Just to let you know, these were a hit! They passed the extremely critical palates of my children with flying colors-- and that is saying a lot. Because these guys are definitely honest about my cooking and would have told me if they didn't like them!
Yesterday I made the muffins and I also made pumpkin crisp-- which was also very yummy. We had it for dessert last night with Cool Whip on it. The kids loved that as well, and my son (who loves pumpkin pie) pronounced that the crisp is actually better than pie. So, I will post the recipe in case anyone wants to make it for a weeknight treat for their family like I did, or tuck it away to make for Thanksgiving! (Which is coming soon... how did that happen?)
1 box yellow cake mix
1 (15 oz) can pumpkin
1 can evaporated milk
3 large eggs
1 1/2 cups sugar
1 tsp. cinnamon
1/2 tsp. salt
1/2 cup chopped pecans
1 cup (2 sticks) butter, melted
Preheat oven to 350. Grease bottom of 9X13 pan.
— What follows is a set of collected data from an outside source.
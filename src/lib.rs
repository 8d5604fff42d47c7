//! Streaming decoder for Exchange Web Services (EWS) response documents.
//!
//! This crate turns the XML documents an EWS server answers with into typed objects. It does
//! not send requests; a transport hands each response body to an [`EwsXmlReader`] and uses the
//! decoders here to read it.
//!
//! The central piece is
//! [`ServiceXmlReader::read_service_objects_collection_from_xml`], which reads a collection
//! element child by child:
//!
//!  - a caller-supplied factory creates a blank [`ServiceObject`] for each child it recognizes,
//!    and elements it does not recognize are skipped;
//!  - when the server reports a meeting message under a more specific kind than the one asked
//!    for, the object is accepted under the reported name if the [`ExchangeService`] allows it
//!    (see [`ExchangeServiceBuilder::read_compatible_service_object`]), and the decode fails
//!    with [`Error::TypeMismatch`] otherwise;
//!  - each accepted object then loads its own properties from the document.
//!
//! Date-time values are converted according to the session's time zones: instants are shown in
//! its local time zone, calendar dates keep the day they were written with, and wall-clock
//! values are anchored in the mailbox's time zone.
//!
//! # Usage
//!
//! ```
//! use ews_reader::{item_from_xml_element_name, EwsXmlReader, ExchangeServiceBuilder};
//! use ews_reader::{LoadOptions, ServiceObject, ServiceXmlReader, XmlNamespace};
//!
//! # fn main() -> Result<(), ews_reader::Error> {
//! let response = r#"<m:Items xmlns:m="http://schemas.microsoft.com/exchange/services/2006/messages"
//!                            xmlns:t="http://schemas.microsoft.com/exchange/services/2006/types">
//!     <t:MeetingCancellation><t:Subject>Canceled: Planning</t:Subject></t:MeetingCancellation>
//!     <t:Message><t:Subject>Minutes</t:Subject></t:Message>
//! </m:Items>"#;
//!
//! let service = ExchangeServiceBuilder::new()
//!     .time_zone(chrono::Utc)
//!     .read_compatible_service_object(true)
//!     .build();
//! let mut reader = ServiceXmlReader::new(EwsXmlReader::from_str(response), &service);
//! let items = reader.read_service_objects_collection_from_xml(
//!     XmlNamespace::Messages,
//!     "Items",
//!     item_from_xml_element_name,
//!     &LoadOptions::default(),
//! )?;
//!
//! for item in &items {
//!     println!("{}: {:?}", item.xml_element_name(), item.subject());
//! }
//! # Ok(())
//! # }
//! ```

mod types;

pub mod category_list;
pub mod credentials;
pub mod dates;
pub mod error;
pub mod extensions;
pub mod reconcile;
pub mod service;
pub mod service_reader;
pub mod xml;

pub use crate::credentials::{
    Credentials, HttpRequest, OAuthCredentials, TokenCredentials, WebRequest,
};
pub use crate::error::{Error, Result};
pub use crate::service::{ExchangeService, ExchangeServiceBuilder};
pub use crate::service_reader::ServiceXmlReader;
pub use crate::types::*;
pub use crate::xml::{EwsXmlReader, XmlCursor, XmlNamespace, XmlNodeType};

#[cfg(feature = "test_helpers")]
pub mod testing;

#[cfg(test)]
mod mock_cursor;
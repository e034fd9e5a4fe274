pub mod core;
pub mod exchanges;

pub use crate::core::{
    config::{Credentials, ExchangeConfig},
    errors::ExchangeError,
    traits::{AccountInfo, ExchangeConnector, MarketDataSource, OrderPlacer},
    types::*,
};
pub use exchanges::btcturk::{build_connector, BtcturkBuilder, BtcturkConnector};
Combine pumpkin, evaporated milk, eggs, sugar, cinnamon and salt in a large bowl. Pour into 9X13 pan. Sprinkle dry cake mix evenly over pumpkin mixture. Top with pecans. Drizzle melted butter as evenly as you can over pecans. Bake at 350 for 50-55 minutes or until golden brown all over. Cool. Serve warm with whipped topping.
(Note: this still looked a bit jiggly when I took it out, but it was golden brown on top, and in danger of getting too done, so I went ahead and got it out. It tasted fine and of the right consistency, so don't go by how jiggly it seems.)